Her mission is to bring him back to Los Angeles, where she lives with her mother, and where Jane believes her father belongs.

However, her plans are thwarted with the arrival of her father’s longtime friend, with whom her father is in love.

This revelation of love is doubly confusing for young Jane, who has recently begun a romantic relationship with her piano teacher.

Go Slow focusses on the pair’s teen years as they hangout in a Koreatown strip mall and contend with their vulnerability. The Inheritance highlights the class differences between Jane and Fiona as Fiona comes into an unexpected sum of money that allows her to follow her writer boyfriend, Jasper, to New York City while Jane stays behind.

Over the years, there are career switches and divorces. Fiona and Jane do nothing on society’s strict timetable. In fact, Fiona and Jane celebrates a woman’s ability to be late, to show up in their own lives when and where they want to, to change their minds, to be lonely and to be in love, and to be respected regardless.

Through Fiona and Jane, Ho honours the hours put into a relationship, while also acknowledging the ways in which our lives are irreversibly changed by short-term engagements.

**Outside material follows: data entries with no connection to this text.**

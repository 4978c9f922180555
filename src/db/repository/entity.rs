//! Entity record store — the resolved corporate-structure graph per run.

use rusqlite::{params, Connection};
use uuid::Uuid;

use crate::db::DatabaseError;
use crate::models::{EntityRecord, EntityRelationship};

use super::now_utc;
use super::run::parse_uuid;

/// Replace the full entity set for a run in one transaction. The resolver
/// re-runs idempotently, so its output always supersedes what is stored.
pub fn replace_run_entities(
    conn: &Connection,
    run_id: Uuid,
    records: &[EntityRecord],
) -> Result<(), DatabaseError> {
    let tx = conn.unchecked_transaction()?;
    tx.execute(
        "DELETE FROM entity_records WHERE run_id = ?1",
        params![run_id.to_string()],
    )?;

    for record in records {
        let sources_json = serde_json::to_string(&record.source_document_ids)
            .map_err(|e| DatabaseError::ConstraintViolation(e.to_string()))?;
        tx.execute(
            "INSERT INTO entity_records
             (id, run_id, entity_name, registration_number, relationship,
              relationship_detail, ownership_percent, confidence,
              source_document_ids, evidence, conflict_flag, conflict_detail,
              human_confirmed, created_at, updated_at)
             VALUES (?1, ?2, ?3, ?4, ?5, ?6, ?7, ?8, ?9, ?10, ?11, ?12, ?13, ?14, ?15)",
            params![
                record.id.to_string(),
                run_id.to_string(),
                record.entity_name,
                record.registration_number,
                record.relationship.as_str(),
                record.relationship_detail,
                record.ownership_percent,
                record.confidence,
                sources_json,
                record.evidence,
                record.conflict_flag as i64,
                record.conflict_detail,
                record.human_confirmed as i64,
                record.created_at,
                record.updated_at,
            ],
        )?;
    }

    tx.commit()?;
    Ok(())
}

/// All entity records for a run, stable name order for display.
pub fn list_entities(conn: &Connection, run_id: Uuid) -> Result<Vec<EntityRecord>, DatabaseError> {
    let mut stmt = conn.prepare(
        "SELECT id, run_id, entity_name, registration_number, relationship,
                relationship_detail, ownership_percent, confidence,
                source_document_ids, evidence, conflict_flag, conflict_detail,
                human_confirmed, created_at, updated_at
         FROM entity_records WHERE run_id = ?1
         ORDER BY entity_name ASC",
    )?;

    let rows = stmt.query_map(params![run_id.to_string()], map_row)?;

    let mut records = Vec::new();
    for row in rows {
        records.push(record_from_row(row?)?);
    }
    Ok(records)
}

/// Fetch one entity record scoped to a run.
pub fn get_entity(
    conn: &Connection,
    run_id: Uuid,
    entity_id: Uuid,
) -> Result<EntityRecord, DatabaseError> {
    let row = conn
        .query_row(
            "SELECT id, run_id, entity_name, registration_number, relationship,
                    relationship_detail, ownership_percent, confidence,
                    source_document_ids, evidence, conflict_flag, conflict_detail,
                    human_confirmed, created_at, updated_at
             FROM entity_records WHERE run_id = ?1 AND id = ?2",
            params![run_id.to_string(), entity_id.to_string()],
            map_row,
        )
        .map_err(|e| match e {
            rusqlite::Error::QueryReturnedNoRows => DatabaseError::NotFound {
                entity_type: "entity_record".to_string(),
                id: entity_id.to_string(),
            },
            _ => DatabaseError::Sqlite(e),
        })?;

    record_from_row(row)
}

/// Count of records still blocking the entity-mapping checkpoint.
pub fn unresolved_conflict_count(conn: &Connection, run_id: Uuid) -> Result<u32, DatabaseError> {
    let count: u32 = conn.query_row(
        "SELECT COUNT(*) FROM entity_records
         WHERE run_id = ?1 AND conflict_flag = 1 AND human_confirmed = 0",
        params![run_id.to_string()],
        |row| row.get(0),
    )?;
    Ok(count)
}

/// Apply a human adjudication: the confirmed relationship supersedes the
/// stored one and the conflict clears.
pub fn confirm_relationship(
    conn: &Connection,
    run_id: Uuid,
    entity_id: Uuid,
    relationship: EntityRelationship,
    detail: Option<&str>,
) -> Result<EntityRecord, DatabaseError> {
    let changed = conn.execute(
        "UPDATE entity_records
         SET relationship = ?1,
             relationship_detail = COALESCE(?2, relationship_detail),
             conflict_flag = 0,
             conflict_detail = NULL,
             human_confirmed = 1,
             updated_at = ?3
         WHERE run_id = ?4 AND id = ?5",
        params![
            relationship.as_str(),
            detail,
            now_utc(),
            run_id.to_string(),
            entity_id.to_string(),
        ],
    )?;

    if changed == 0 {
        return Err(DatabaseError::NotFound {
            entity_type: "entity_record".to_string(),
            id: entity_id.to_string(),
        });
    }

    get_entity(conn, run_id, entity_id)
}

/// Delete the run's entity set (resume truncation invalidates it).
pub fn delete_run_entities(conn: &Connection, run_id: Uuid) -> Result<(), DatabaseError> {
    conn.execute(
        "DELETE FROM entity_records WHERE run_id = ?1",
        params![run_id.to_string()],
    )?;
    Ok(())
}

// ═══════════════════════════════════════════
// Internal row mapping
// ═══════════════════════════════════════════

struct EntityRow {
    id: String,
    run_id: String,
    entity_name: String,
    registration_number: Option<String>,
    relationship: String,
    relationship_detail: Option<String>,
    ownership_percent: Option<f64>,
    confidence: f64,
    source_document_ids: String,
    evidence: Option<String>,
    conflict_flag: i64,
    conflict_detail: Option<String>,
    human_confirmed: i64,
    created_at: String,
    updated_at: String,
}

fn map_row(row: &rusqlite::Row<'_>) -> rusqlite::Result<EntityRow> {
    Ok(EntityRow {
        id: row.get(0)?,
        run_id: row.get(1)?,
        entity_name: row.get(2)?,
        registration_number: row.get(3)?,
        relationship: row.get(4)?,
        relationship_detail: row.get(5)?,
        ownership_percent: row.get(6)?,
        confidence: row.get(7)?,
        source_document_ids: row.get(8)?,
        evidence: row.get(9)?,
        conflict_flag: row.get(10)?,
        conflict_detail: row.get(11)?,
        human_confirmed: row.get(12)?,
        created_at: row.get(13)?,
        updated_at: row.get(14)?,
    })
}

fn record_from_row(row: EntityRow) -> Result<EntityRecord, DatabaseError> {
    let relationship: EntityRelationship = row.relationship.parse()?;
    let source_document_ids: Vec<Uuid> = serde_json::from_str(&row.source_document_ids)
        .map_err(|e| DatabaseError::ConstraintViolation(format!("Bad source ids JSON: {e}")))?;

    Ok(EntityRecord {
        id: parse_uuid(&row.id, "entity_record")?,
        run_id: parse_uuid(&row.run_id, "run")?,
        entity_name: row.entity_name,
        registration_number: row.registration_number,
        relationship,
        relationship_detail: row.relationship_detail,
        ownership_percent: row.ownership_percent,
        confidence: row.confidence,
        source_document_ids,
        evidence: row.evidence,
        conflict_flag: row.conflict_flag != 0,
        conflict_detail: row.conflict_detail,
        human_confirmed: row.human_confirmed != 0,
        created_at: row.created_at,
        updated_at: row.updated_at,
    })
}
//! Entity graph endpoints: list resolved records, confirm relationships.

use axum::extract::{Path, State};
use axum::Json;
use serde::{Deserialize, Serialize};
use uuid::Uuid;

use crate::api::error::ApiError;
use crate::api::types::ApiContext;
use crate::db::repository::entity;
use crate::models::{EntityRecord, EntityRelationship};

#[derive(Serialize)]
pub struct EntityListResponse {
    pub entities: Vec<EntityRecord>,
    pub unresolved_conflicts: u32,
}

/// `GET /api/runs/:id/entities` — the resolved corporate-structure graph.
pub async fn list(
    State(ctx): State<ApiContext>,
    Path(run_id): Path<Uuid>,
) -> Result<Json<EntityListResponse>, ApiError> {
    let conn = ctx.engine.open_db()?;
    // Surface a 404 for unknown runs instead of an empty list.
    crate::db::repository::run::get_run(&conn, run_id)?;

    let entities = entity::list_entities(&conn, run_id)?;
    let unresolved_conflicts = entity::unresolved_conflict_count(&conn, run_id)?;
    Ok(Json(EntityListResponse {
        entities,
        unresolved_conflicts,
    }))
}

#[derive(Deserialize)]
pub struct ConfirmRequest {
    pub relationship: EntityRelationship,
    pub detail: Option<String>,
}

/// `POST /api/runs/:id/entities/:entity_id/confirm` — human adjudication of
/// a conflicting relationship. Releases the entity-mapping checkpoint when
/// the last conflict clears.
pub async fn confirm(
    State(ctx): State<ApiContext>,
    Path((run_id, entity_id)): Path<(Uuid, Uuid)>,
    Json(payload): Json<ConfirmRequest>,
) -> Result<Json<EntityRecord>, ApiError> {
    let record = ctx
        .orchestrator()
        .confirm_relationship(
            run_id,
            entity_id,
            payload.relationship,
            payload.detail.as_deref(),
        )
        .await?;
    Ok(Json(record))
}
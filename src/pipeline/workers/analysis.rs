//! Risk analysis and findings review workers.
//!
//! Analysis derives findings from the resolved entity graph and corpus state.
//! Findings review is a human gate: its worker only assembles the review
//! packet — the halt itself is checkpoint semantics in the orchestrator.

use uuid::Uuid;

use super::{StageContext, StageOutput, StageWorker};
use crate::db::repository::{artifact, document, entity, now_utc};
use crate::models::{
    EntityRecord, EntityRelationship, FindingSeverity, ReadabilityStatus, RiskFinding,
};
use crate::pipeline::error::WorkerError;
use crate::pipeline::stages;

/// Ownership at or above this share is a control position.
const CONTROL_THRESHOLD: f64 = 50.0;

/// Entity confidence below this is flagged for a second look.
const LOW_CONFIDENCE: f64 = 0.5;

pub struct RiskAnalysisWorker;

impl RiskAnalysisWorker {
    pub fn new() -> Self {
        Self
    }
}

impl Default for RiskAnalysisWorker {
    fn default() -> Self {
        Self::new()
    }
}

fn finding(
    run_id: Uuid,
    severity: FindingSeverity,
    title: String,
    detail: Option<String>,
    entity_id: Option<Uuid>,
) -> RiskFinding {
    RiskFinding {
        id: Uuid::new_v4(),
        run_id,
        severity,
        title,
        detail,
        entity_id,
        created_at: now_utc(),
    }
}

/// Rule-based findings over one entity record.
fn entity_findings(run_id: Uuid, record: &EntityRecord) -> Vec<RiskFinding> {
    let mut findings = Vec::new();

    if record.ownership_percent.unwrap_or(0.0) >= CONTROL_THRESHOLD
        && record.registration_number.is_none()
    {
        findings.push(finding(
            run_id,
            FindingSeverity::High,
            format!("Control position in '{}' lacks a registration number", record.entity_name),
            Some(format!(
                "Ownership of {:.1}% is claimed without a corporate registry reference.",
                record.ownership_percent.unwrap_or(0.0)
            )),
            Some(record.id),
        ));
    }

    if record.confidence < LOW_CONFIDENCE {
        findings.push(finding(
            run_id,
            FindingSeverity::Medium,
            format!("Low-confidence resolution for '{}'", record.entity_name),
            Some(format!("Best extraction confidence was {:.2}.", record.confidence)),
            Some(record.id),
        ));
    }

    if record.relationship == EntityRelationship::RelatedParty {
        findings.push(finding(
            run_id,
            FindingSeverity::Medium,
            format!("Related-party dealings with '{}'", record.entity_name),
            Some("Related-party relationships require disclosure review.".to_string()),
            Some(record.id),
        ));
    }

    findings
}

impl StageWorker for RiskAnalysisWorker {
    fn stage_id(&self) -> &'static str {
        stages::RISK_ANALYSIS
    }

    fn execute(&self, ctx: &StageContext) -> Result<StageOutput, WorkerError> {
        let conn = ctx.open_db()?;
        let records = entity::list_entities(&conn, ctx.run_id)?;
        let documents = document::list_documents(&conn, ctx.project_id)?;

        let mut findings: Vec<RiskFinding> = records
            .iter()
            .flat_map(|record| entity_findings(ctx.run_id, record))
            .collect();

        let unreadable = documents
            .iter()
            .filter(|d| d.readability_status == ReadabilityStatus::Failed)
            .count();
        if unreadable > 0 {
            findings.push(finding(
                ctx.run_id,
                FindingSeverity::High,
                format!("{unreadable} document(s) could not be read"),
                Some("Unreadable documents leave blind spots in the review.".to_string()),
                None,
            ));
        }

        artifact::replace_findings(&conn, ctx.run_id, &findings)?;

        let high_or_critical = findings
            .iter()
            .filter(|f| {
                matches!(f.severity, FindingSeverity::High | FindingSeverity::Critical)
            })
            .count();
        let summary = serde_json::json!({
            "findings": findings.len(),
            "high_or_critical": high_or_critical,
            "entities_analyzed": records.len(),
        });
        artifact::put_artifact(&conn, ctx.run_id, stages::RISK_ANALYSIS, &summary)?;

        tracing::info!(
            run_id = %ctx.run_id,
            findings = findings.len(),
            high_or_critical,
            "Risk analysis complete"
        );

        Ok(StageOutput { summary })
    }
}

// ═══════════════════════════════════════════
// Findings review
// ═══════════════════════════════════════════

pub struct FindingsReviewWorker;

impl FindingsReviewWorker {
    pub fn new() -> Self {
        Self
    }
}

impl Default for FindingsReviewWorker {
    fn default() -> Self {
        Self::new()
    }
}

impl StageWorker for FindingsReviewWorker {
    fn stage_id(&self) -> &'static str {
        stages::FINDINGS_REVIEW
    }

    fn execute(&self, ctx: &StageContext) -> Result<StageOutput, WorkerError> {
        let conn = ctx.open_db()?;
        let findings = artifact::list_findings(&conn, ctx.run_id)?;
        let entities = entity::list_entities(&conn, ctx.run_id)?;

        let summary = serde_json::json!({
            "findings_total": findings.len(),
            "entities_total": entities.len(),
            "awaiting_signoff": true,
        });
        artifact::put_artifact(&conn, ctx.run_id, stages::FINDINGS_REVIEW, &summary)?;

        Ok(StageOutput { summary })
    }
}

#[cfg(test)]
mod tests {
    use super::*;
    use crate::db::repository::document::{insert_documents, insert_project};
    use crate::db::sqlite::open_database;
    use crate::models::{Document, Project};

    fn setup() -> (tempfile::TempDir, StageContext) {
        let dir = tempfile::tempdir().unwrap();
        let db_path = dir.path().join("veridex.db");
        let conn = open_database(&db_path).unwrap();

        let project = Project {
            id: Uuid::new_v4(),
            name: "P".to_string(),
            target_name: "T".to_string(),
            created_at: now_utc(),
        };
        insert_project(&conn, &project).unwrap();

        // Run rows are needed for the entity/finding foreign keys.
        let run = crate::db::repository::run::create_run(&conn, project.id).unwrap();

        insert_documents(
            &conn,
            &[Document {
                id: Uuid::new_v4(),
                project_id: project.id,
                file_name: "scan.pdf".to_string(),
                folder: None,
                category: None,
                classification_confidence: None,
                readability_status: ReadabilityStatus::Failed,
                readability_error: Some("no extractable text".to_string()),
                text_length: 0,
                created_at: now_utc(),
            }],
        )
        .unwrap();

        let ctx = StageContext {
            db_path,
            run_id: run.id,
            project_id: project.id,
            stage_id: stages::RISK_ANALYSIS,
        };
        (dir, ctx)
    }

    fn entity(run_id: Uuid, name: &str, ownership: Option<f64>, confidence: f64) -> EntityRecord {
        EntityRecord {
            id: Uuid::new_v4(),
            run_id,
            entity_name: name.to_string(),
            registration_number: None,
            relationship: EntityRelationship::Subsidiary,
            relationship_detail: None,
            ownership_percent: ownership,
            confidence,
            source_document_ids: vec![],
            evidence: None,
            conflict_flag: false,
            conflict_detail: None,
            human_confirmed: false,
            created_at: now_utc(),
            updated_at: now_utc(),
        }
    }

    #[test]
    fn control_without_registration_is_flagged_high() {
        let (_dir, ctx) = setup();
        let conn = ctx.open_db().unwrap();
        entity::replace_run_entities(
            &conn,
            ctx.run_id,
            &[entity(ctx.run_id, "Acme Ltd", Some(80.0), 0.9)],
        )
        .unwrap();

        RiskAnalysisWorker::new().execute(&ctx).unwrap();

        let findings = artifact::list_findings(&conn, ctx.run_id).unwrap();
        assert!(findings
            .iter()
            .any(|f| f.severity == FindingSeverity::High && f.title.contains("Acme Ltd")));
    }

    #[test]
    fn unreadable_documents_surface_as_finding() {
        let (_dir, ctx) = setup();
        RiskAnalysisWorker::new().execute(&ctx).unwrap();

        let conn = ctx.open_db().unwrap();
        let findings = artifact::list_findings(&conn, ctx.run_id).unwrap();
        assert!(findings.iter().any(|f| f.title.contains("could not be read")));
    }

    #[test]
    fn low_confidence_entity_is_flagged() {
        let (_dir, ctx) = setup();
        let conn = ctx.open_db().unwrap();
        entity::replace_run_entities(
            &conn,
            ctx.run_id,
            &[entity(ctx.run_id, "Shadow Corp", None, 0.3)],
        )
        .unwrap();

        let output = RiskAnalysisWorker::new().execute(&ctx).unwrap();
        assert!(output.summary["findings"].as_u64().unwrap() >= 1);

        let findings = artifact::list_findings(&conn, ctx.run_id).unwrap();
        assert!(findings.iter().any(|f| f.title.contains("Low-confidence")));
    }

    #[test]
    fn rerun_replaces_findings() {
        let (_dir, ctx) = setup();
        let worker = RiskAnalysisWorker::new();
        worker.execute(&ctx).unwrap();
        worker.execute(&ctx).unwrap();

        let conn = ctx.open_db().unwrap();
        let findings = artifact::list_findings(&conn, ctx.run_id).unwrap();
        assert_eq!(findings.len(), 1, "findings must not accumulate across re-runs");
    }

    #[test]
    fn findings_review_assembles_packet() {
        let (_dir, ctx) = setup();
        RiskAnalysisWorker::new().execute(&ctx).unwrap();

        let review_ctx = StageContext {
            stage_id: stages::FINDINGS_REVIEW,
            ..ctx.clone()
        };
        let output = FindingsReviewWorker::new().execute(&review_ctx).unwrap();
        assert_eq!(output.summary["findings_total"], 1);
        assert_eq!(output.summary["awaiting_signoff"], true);
    }
}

The collection explores the dichotomy between deep and lengthy bonds, like Jane and Fiona’s, and fleeting encounters with lovers, fair-weather friends, colleagues, even parents.

In the collection’s titular story, 27-year-old former Marine Julian, who struggles with PTSD and suicidal ideation, serves as a vehicle for a 37-year-old Jane to work through her persistent guilt over her father’s death. Jane and Julian’s bizarre and brief relationship signifies the power of being close to someone ostensibly different but emotionally similar, and the piercing impact of these ephemeral encounters.

Julian and Jane view the work of an artist who documents everyday life in telegrams and postcards. The words that the artist writes become a mantra for resilience and connection between the couple: “I got up today. I am still alive. I am still alive.”

Fiona and Jane, too, take life one day at a time, tapping in and out with each other as they plod along. The collection ends with the two women at 37, no more “resolved” than they were at 17. By concluding with Fiona and Jane as works in progress, Ho asserts that resolution is a pointless life goal. Instead, we are left with the beautiful tangle of two lives in the midst of being lived.